**THE DATA**
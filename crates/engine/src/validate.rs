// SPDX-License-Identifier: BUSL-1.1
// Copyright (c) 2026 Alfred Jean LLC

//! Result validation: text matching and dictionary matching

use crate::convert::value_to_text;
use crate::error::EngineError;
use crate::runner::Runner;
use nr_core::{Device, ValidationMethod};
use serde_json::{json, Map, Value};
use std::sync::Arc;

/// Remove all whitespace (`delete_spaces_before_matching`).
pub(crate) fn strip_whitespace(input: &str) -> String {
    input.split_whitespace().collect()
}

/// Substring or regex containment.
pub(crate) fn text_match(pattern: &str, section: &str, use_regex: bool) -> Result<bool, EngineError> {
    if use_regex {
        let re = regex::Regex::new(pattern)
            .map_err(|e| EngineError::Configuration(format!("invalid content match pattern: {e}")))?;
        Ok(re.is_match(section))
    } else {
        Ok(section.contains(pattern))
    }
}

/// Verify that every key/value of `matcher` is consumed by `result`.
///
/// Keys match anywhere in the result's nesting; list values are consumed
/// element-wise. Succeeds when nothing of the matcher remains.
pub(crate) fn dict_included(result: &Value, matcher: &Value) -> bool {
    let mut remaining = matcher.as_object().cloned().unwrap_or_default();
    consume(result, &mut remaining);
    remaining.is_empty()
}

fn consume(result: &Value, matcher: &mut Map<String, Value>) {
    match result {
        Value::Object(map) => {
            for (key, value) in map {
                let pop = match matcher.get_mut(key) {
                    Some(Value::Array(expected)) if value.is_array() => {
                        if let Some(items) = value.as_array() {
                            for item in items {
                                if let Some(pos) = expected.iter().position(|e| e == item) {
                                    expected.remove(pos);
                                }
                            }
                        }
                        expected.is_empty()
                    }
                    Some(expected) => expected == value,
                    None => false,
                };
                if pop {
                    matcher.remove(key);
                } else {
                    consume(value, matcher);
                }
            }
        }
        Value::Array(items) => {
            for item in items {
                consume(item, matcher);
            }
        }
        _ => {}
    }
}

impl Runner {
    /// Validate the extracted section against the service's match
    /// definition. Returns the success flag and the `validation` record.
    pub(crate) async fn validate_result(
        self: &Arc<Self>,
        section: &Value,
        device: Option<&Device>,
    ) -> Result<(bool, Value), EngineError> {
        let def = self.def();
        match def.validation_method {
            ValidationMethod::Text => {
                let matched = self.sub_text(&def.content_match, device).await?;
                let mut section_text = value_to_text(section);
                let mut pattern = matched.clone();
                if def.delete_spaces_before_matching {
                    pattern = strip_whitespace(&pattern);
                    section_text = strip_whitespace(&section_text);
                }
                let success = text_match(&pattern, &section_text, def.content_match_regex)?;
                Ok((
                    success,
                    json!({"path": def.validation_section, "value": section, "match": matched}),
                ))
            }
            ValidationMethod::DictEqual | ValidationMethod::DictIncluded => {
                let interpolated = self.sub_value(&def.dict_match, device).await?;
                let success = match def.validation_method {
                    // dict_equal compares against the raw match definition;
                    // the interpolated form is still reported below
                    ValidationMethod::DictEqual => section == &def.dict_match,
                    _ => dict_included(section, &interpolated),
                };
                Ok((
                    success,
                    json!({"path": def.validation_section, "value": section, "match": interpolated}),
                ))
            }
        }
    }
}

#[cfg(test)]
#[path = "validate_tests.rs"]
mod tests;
...
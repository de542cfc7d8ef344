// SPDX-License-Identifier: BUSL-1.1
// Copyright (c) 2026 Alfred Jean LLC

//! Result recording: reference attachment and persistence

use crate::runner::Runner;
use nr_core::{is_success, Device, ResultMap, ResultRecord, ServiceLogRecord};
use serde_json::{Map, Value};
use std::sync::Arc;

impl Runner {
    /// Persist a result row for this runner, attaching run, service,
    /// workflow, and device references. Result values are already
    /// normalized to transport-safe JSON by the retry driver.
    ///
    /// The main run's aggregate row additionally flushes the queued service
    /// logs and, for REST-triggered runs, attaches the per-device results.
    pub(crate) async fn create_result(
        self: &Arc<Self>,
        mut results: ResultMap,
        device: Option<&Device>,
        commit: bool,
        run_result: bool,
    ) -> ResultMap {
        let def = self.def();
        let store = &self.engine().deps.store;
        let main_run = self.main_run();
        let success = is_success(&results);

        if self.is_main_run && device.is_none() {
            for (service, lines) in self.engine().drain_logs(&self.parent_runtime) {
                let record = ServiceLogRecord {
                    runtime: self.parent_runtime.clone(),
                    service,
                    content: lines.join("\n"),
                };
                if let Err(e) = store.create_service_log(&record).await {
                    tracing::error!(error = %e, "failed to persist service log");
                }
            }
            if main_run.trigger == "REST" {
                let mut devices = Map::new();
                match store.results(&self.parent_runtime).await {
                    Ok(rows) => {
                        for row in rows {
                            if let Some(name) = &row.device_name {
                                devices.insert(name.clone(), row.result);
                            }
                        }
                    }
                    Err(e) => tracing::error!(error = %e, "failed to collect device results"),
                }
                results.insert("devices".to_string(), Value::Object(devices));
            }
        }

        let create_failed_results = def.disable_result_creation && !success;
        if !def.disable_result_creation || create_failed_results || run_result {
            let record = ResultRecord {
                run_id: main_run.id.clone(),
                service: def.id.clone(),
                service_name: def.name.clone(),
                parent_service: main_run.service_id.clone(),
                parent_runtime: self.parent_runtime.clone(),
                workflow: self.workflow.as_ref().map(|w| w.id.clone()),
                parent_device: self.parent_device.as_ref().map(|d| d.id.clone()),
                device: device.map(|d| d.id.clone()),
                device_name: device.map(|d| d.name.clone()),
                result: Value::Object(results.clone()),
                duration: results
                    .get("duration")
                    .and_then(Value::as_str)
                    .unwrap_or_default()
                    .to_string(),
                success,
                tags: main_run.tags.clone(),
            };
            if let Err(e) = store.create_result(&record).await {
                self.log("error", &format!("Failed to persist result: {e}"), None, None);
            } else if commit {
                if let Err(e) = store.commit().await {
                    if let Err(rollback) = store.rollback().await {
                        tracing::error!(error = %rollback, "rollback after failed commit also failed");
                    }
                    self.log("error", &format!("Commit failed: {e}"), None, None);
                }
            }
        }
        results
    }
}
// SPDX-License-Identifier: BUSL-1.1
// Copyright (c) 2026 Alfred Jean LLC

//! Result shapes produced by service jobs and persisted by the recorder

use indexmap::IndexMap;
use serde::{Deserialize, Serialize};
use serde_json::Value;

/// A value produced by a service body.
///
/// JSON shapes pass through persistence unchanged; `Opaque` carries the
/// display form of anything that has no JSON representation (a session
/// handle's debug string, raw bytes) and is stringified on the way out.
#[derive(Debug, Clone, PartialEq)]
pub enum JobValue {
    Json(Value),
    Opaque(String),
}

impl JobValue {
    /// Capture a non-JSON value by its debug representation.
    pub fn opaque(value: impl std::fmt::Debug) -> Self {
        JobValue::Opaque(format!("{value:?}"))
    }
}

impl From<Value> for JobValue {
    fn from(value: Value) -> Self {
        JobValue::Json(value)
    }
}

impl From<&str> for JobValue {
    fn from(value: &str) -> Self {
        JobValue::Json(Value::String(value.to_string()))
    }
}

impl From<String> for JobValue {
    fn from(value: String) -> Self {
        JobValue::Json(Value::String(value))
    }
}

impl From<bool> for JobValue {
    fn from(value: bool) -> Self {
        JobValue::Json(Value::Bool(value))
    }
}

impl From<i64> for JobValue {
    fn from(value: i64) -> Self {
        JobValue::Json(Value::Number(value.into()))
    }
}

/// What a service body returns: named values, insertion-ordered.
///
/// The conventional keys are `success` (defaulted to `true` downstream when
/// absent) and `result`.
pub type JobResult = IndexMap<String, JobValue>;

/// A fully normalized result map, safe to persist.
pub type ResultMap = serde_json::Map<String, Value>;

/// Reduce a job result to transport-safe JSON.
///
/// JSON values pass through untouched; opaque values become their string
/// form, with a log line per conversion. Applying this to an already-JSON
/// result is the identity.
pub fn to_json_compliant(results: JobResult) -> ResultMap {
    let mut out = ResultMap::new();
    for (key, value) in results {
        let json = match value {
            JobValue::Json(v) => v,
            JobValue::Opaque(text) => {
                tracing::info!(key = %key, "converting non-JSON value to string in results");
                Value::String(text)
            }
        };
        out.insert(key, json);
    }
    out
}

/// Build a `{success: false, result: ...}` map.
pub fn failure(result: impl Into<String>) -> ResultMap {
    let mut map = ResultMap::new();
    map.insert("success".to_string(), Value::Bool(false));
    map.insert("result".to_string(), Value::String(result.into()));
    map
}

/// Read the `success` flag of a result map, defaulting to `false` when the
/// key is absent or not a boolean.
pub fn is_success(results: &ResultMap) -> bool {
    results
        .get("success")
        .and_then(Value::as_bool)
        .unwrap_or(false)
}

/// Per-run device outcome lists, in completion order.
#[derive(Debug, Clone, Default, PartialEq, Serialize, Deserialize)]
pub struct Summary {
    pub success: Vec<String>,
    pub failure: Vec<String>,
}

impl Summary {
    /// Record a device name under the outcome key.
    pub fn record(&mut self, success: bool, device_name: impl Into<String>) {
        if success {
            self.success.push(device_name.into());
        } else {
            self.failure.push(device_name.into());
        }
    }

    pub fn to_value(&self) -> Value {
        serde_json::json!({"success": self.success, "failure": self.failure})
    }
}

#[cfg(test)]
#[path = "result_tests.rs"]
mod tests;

**REQUIRED ACTION**
Find every line in the records above that contains the word "DictEqual", and copy each one.

**REPLY**
            ValidationMethod::DictEqual | ValidationMethod::DictIncluded => {
                    ValidationMethod::DictEqual => section == &def.dict_match,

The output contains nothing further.